Building on the momentum from Professor Katy Shaw’s article for emagazine Sept 2018, blogged in advance on EMC’s website, EMC’s Barbara Bleiman, Professor Bob Eaglestone (RHUL) and Professor Gail Marshall (University of Reading) combined forces to write a series of tweets giving all the reasons they could think of for studying English at university. Bob tweeted them as one long thread that could be retweeted and shared with colleagues, A Level students and others.
Given the troubling dip in recruitment both for A Level and for HE in the Humanities in general and for English in particular, we want to share these reasons for studying English with you. They provide the kind of rationale for the subject that you might want to offer to students, not just at degree Level but before that too, to provide up-to-date arguments for the subject and what it has to offer.
Here they are. Feel free to add ones of your own!

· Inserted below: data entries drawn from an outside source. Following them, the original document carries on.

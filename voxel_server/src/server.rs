//! Server implementation.
//!
//! One task owns the [`World`] and multiplexes:
//! - new WebSocket connections (each served by its own task)
//! - events posted by connection tasks and generation callbacks
//! - fixed-step ticks from the scheduler
//! - operator console lines
//!
//! Connection tasks never touch world state; they translate frames into
//! [`WorldEvent`]s and drain their outbound queue.

use std::{future::Future, net::SocketAddr};

use anyhow::Context;
use futures::{SinkExt, StreamExt};
use tokio::{
    net::{TcpListener, TcpStream},
    sync::mpsc,
};
use tokio_tungstenite::{accept_async, tungstenite::Message};
use tracing::{debug, info, warn};
use voxel_shared::{
    config::ServerConfig,
    scheduler::{FixedStepScheduler, TickReceiver},
};

use crate::{
    session::{ConnId, Outbound},
    worker::WorkerHandle,
    world::{World, WorldEvent},
};

/// Game server.
pub struct GameServer {
    pub cfg: ServerConfig,
    listener: TcpListener,
    world: World,

    events_tx: mpsc::UnboundedSender<WorldEvent>,
    events_rx: mpsc::UnboundedReceiver<WorldEvent>,

    scheduler: FixedStepScheduler,
    ticks: TickReceiver,

    /// Channel for console commands from stdin.
    console_rx: Option<mpsc::Receiver<String>>,
    quit: bool,
}

impl GameServer {
    /// Binds the listener on `cfg.ws_addr` and loads the world.
    pub async fn bind(cfg: ServerConfig, worker: WorkerHandle) -> anyhow::Result<Self> {
        let listener = TcpListener::bind(cfg.ws_addr.as_str())
            .await
            .with_context(|| format!("bind {}", cfg.ws_addr))?;

        let (events_tx, events_rx) = mpsc::unbounded_channel();
        let world = World::new(cfg.clone(), worker, events_tx.clone());
        let scheduler = FixedStepScheduler::new(cfg.tick_hz);
        let ticks = scheduler.subscribe();

        Ok(Self {
            cfg,
            listener,
            world,
            events_tx,
            events_rx,
            scheduler,
            ticks,
            console_rx: None,
            quit: false,
        })
    }

    /// Sets the console input receiver.
    pub fn set_console_input(&mut self, rx: mpsc::Receiver<String>) {
        self.console_rx = Some(rx);
    }

    /// Returns the local address (after binding).
    pub fn local_addr(&self) -> anyhow::Result<SocketAddr> {
        self.listener.local_addr().context("local_addr")
    }

    pub fn world(&self) -> &World {
        &self.world
    }

    /// Serves until `shutdown` resolves or the console asks to quit, then
    /// flushes the world and closes every connection.
    pub async fn run(mut self, shutdown: impl Future<Output = ()>) -> anyhow::Result<()> {
        tokio::pin!(shutdown);
        self.scheduler.start();
        info!(addr = %self.local_addr()?, tick_hz = self.cfg.tick_hz, "Server running");

        while !self.quit {
            tokio::select! {
                _ = &mut shutdown => {
                    info!("Shutdown requested");
                    break;
                }
                accepted = self.listener.accept() => match accepted {
                    Ok((stream, peer)) => {
                        tokio::spawn(serve_connection(stream, peer, self.events_tx.clone()));
                    }
                    Err(e) => warn!(error = %e, "Accept failed"),
                },
                Some(event) = self.events_rx.recv() => self.world.handle_event(event),
                Some(_) = self.ticks.recv() => self.world.tick(),
                Some(line) = recv_console(&mut self.console_rx) => {
                    for out in self.exec_console(&line) {
                        println!("{out}");
                    }
                }
            }
        }

        self.scheduler.stop();
        self.world.shutdown();
        Ok(())
    }

    /// Executes a console command.
    pub fn exec_console(&mut self, line: &str) -> Vec<String> {
        let tokens: Vec<&str> = line.split_whitespace().collect();
        let Some(&cmd) = tokens.first() else {
            return Vec::new();
        };

        match cmd {
            "status" => self.world.status(),
            "save" => {
                if self.world.save() {
                    vec!["World saved".to_string()]
                } else {
                    vec!["Save failed, see log".to_string()]
                }
            }
            "quit" | "exit" => {
                info!("Server shutting down");
                self.quit = true;
                vec!["Shutting down".to_string()]
            }
            "help" => vec!["Commands: status, save, quit".to_string()],
            other => vec![format!("Unknown command: {other}")],
        }
    }
}

async fn recv_console(rx: &mut Option<mpsc::Receiver<String>>) -> Option<String> {
    match rx {
        Some(rx) => rx.recv().await,
        None => std::future::pending().await,
    }
}

/// Upgrades one TCP stream and pumps frames between it and the world.
async fn serve_connection(
    stream: TcpStream,
    peer: SocketAddr,
    events: mpsc::UnboundedSender<WorldEvent>,
) {
    let ws = match accept_async(stream).await {
        Ok(ws) => ws,
        Err(e) => {
            debug!(%peer, error = %e, "WebSocket handshake failed");
            return;
        }
    };
    let conn = ConnId::new_unique();
    info!(%conn, %peer, "Client connected");

    let (tx, mut rx) = mpsc::unbounded_channel();
    if events.send(WorldEvent::Connected { conn, tx }).is_err() {
        return;
    }
    let (mut sink, mut stream) = ws.split();

    let writer = tokio::spawn(async move {
        while let Some(frame) = rx.recv().await {
            let msg = match frame {
                Outbound::Text(text) => Message::Text(text),
                Outbound::Binary(bytes) => Message::Binary(bytes.to_vec()),
                Outbound::Close => {
                    let _ = sink.send(Message::Close(None)).await;
                    break;
                }
            };
            if sink.send(msg).await.is_err() {
                break;
            }
        }
    });

    while let Some(msg) = stream.next().await {
        match msg {
            Ok(Message::Text(text)) => {
                if events.send(WorldEvent::Text { conn, text }).is_err() {
                    break;
                }
            }
            Ok(Message::Close(_)) => break,
            Ok(_) => {}
            Err(e) => {
                debug!(%conn, error = %e, "WebSocket read failed");
                break;
            }
        }
    }

    let _ = events.send(WorldEvent::Disconnected { conn });
    writer.abort();
    info!(%conn, %peer, "Client disconnected");
}

/// Helper for tests: bind to an ephemeral port.
pub async fn bind_ephemeral(
    mut cfg: ServerConfig,
    worker: WorkerHandle,
) -> anyhow::Result<(GameServer, SocketAddr)> {
    cfg.ws_addr = "127.0.0.1:0".to_string();
    let mut server = GameServer::bind(cfg, worker).await?;
    let addr = server.local_addr()?;
    server.cfg.ws_addr = addr.to_string();
    Ok((server, addr))
}

#[cfg(test)]
mod tests {
    use super::*;
    use crate::worker::WorkerChannel;

    fn temp_config(name: &str) -> ServerConfig {
        let dir = std::env::temp_dir().join(format!("voxel-server-{}-{}", name, std::process::id()));
        let _ = std::fs::remove_dir_all(&dir);
        ServerConfig {
            world_file: dir.join("world.json"),
            ..Default::default()
        }
    }

    #[tokio::test]
    async fn console_commands() {
        let (mut server, _) = bind_ephemeral(temp_config("console"), WorkerChannel::unavailable())
            .await
            .unwrap();

        assert!(server.exec_console("   ").is_empty());
        assert!(server.exec_console("status")[0].starts_with("Tick: 0"));
        assert_eq!(server.exec_console("save"), vec!["World saved"]);
        assert!(server.cfg.world_file.exists());
        assert_eq!(server.exec_console("frobnicate"), vec!["Unknown command: frobnicate"]);
        assert!(!server.quit);
        server.exec_console("quit");
        assert!(server.quit);
    }

    #[tokio::test]
    async fn run_stops_on_shutdown_and_flushes() {
        let cfg = temp_config("shutdown");
        let path = cfg.world_file.clone();
        let (server, _) = bind_ephemeral(cfg, WorkerChannel::unavailable())
            .await
            .unwrap();
        server.run(async {}).await.unwrap();
        assert!(path.exists());
    }

    #[tokio::test]
    async fn console_quit_ends_run() {
        let (mut server, _) = bind_ephemeral(temp_config("quit"), WorkerChannel::unavailable())
            .await
            .unwrap();
        let (tx, rx) = mpsc::channel(4);
        server.set_console_input(rx);
        tx.send("quit".to_string()).await.unwrap();
        tokio::time::timeout(
            std::time::Duration::from_secs(5),
            server.run(std::future::pending()),
        )
        .await
        .expect("run did not stop")
        .unwrap();
    }
}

- It’s about creativity – not just in the texts you read but how you respond, think and change in relation to them. What does it mean to you?
- Read a rich range of wonderful novels, poems, plays and texts that can’t easily be categorised! (plus works of history, philosophy, theory and more...).
- We’re shaped by language, so studying its use and significance is both important and exciting.
- English isn't always English - texts in English come from across the globe and bear witness to the diverse cultures that produced them.
- English doesn't always start out in the UK: texts in translation help us to read across national borders and to think about communication between cultures.
- The medium is the message - whether it's a medieval manuscript, a hand-printed book, or an e-reader. Literature has always shaped and responded to technological change.
- Be taught by enthusiastic + committed experts who are reading, thinking, researching + writing too!
- Literature is a part of our living cultural ecosystem: it’s still growing, developing and changing.
- Employers LOVE English graduates: research shows companies value communication, collaboration, critical thinking, independence, adaptability. English teaches these. So become an effective researcher, great communicator and active, lifelong learner.
- The discipline of English is about dissensus as well as consensus. The disagreements are as fascinating and intellectually engaging as the agreements!
- What you read for pleasure is also part of what you study – it will fuel you as a reader and as a person for the rest of your life.
- Join the greatest, longest conversation of humanity.
- It’s sociable! English degrees rely on talking, arguing and communicating with others.
- Assessed in all kinds of different ways: creative work, reviews, presentations, coursework, discussions, essays, portfolios (traditional exams are rarely used in many degree courses.)
- There are many different strands and combinations to choose from – English Literature, English Language, Creative Writing, Linguistics, Cultural studies, Liberal Arts, Comparative Literature + English is a great combined or joint honours subject too!
- Often labelled as a ‘Humanities’ subject, some English degrees cross boundaries e.g. corpus analysis in stylistics.
- Other subjects may study ‘what’ you are: English is about ‘who’ you are.
- Learning from the past, in the present, for the future (a phrase coined by Professor Katy Shaw ).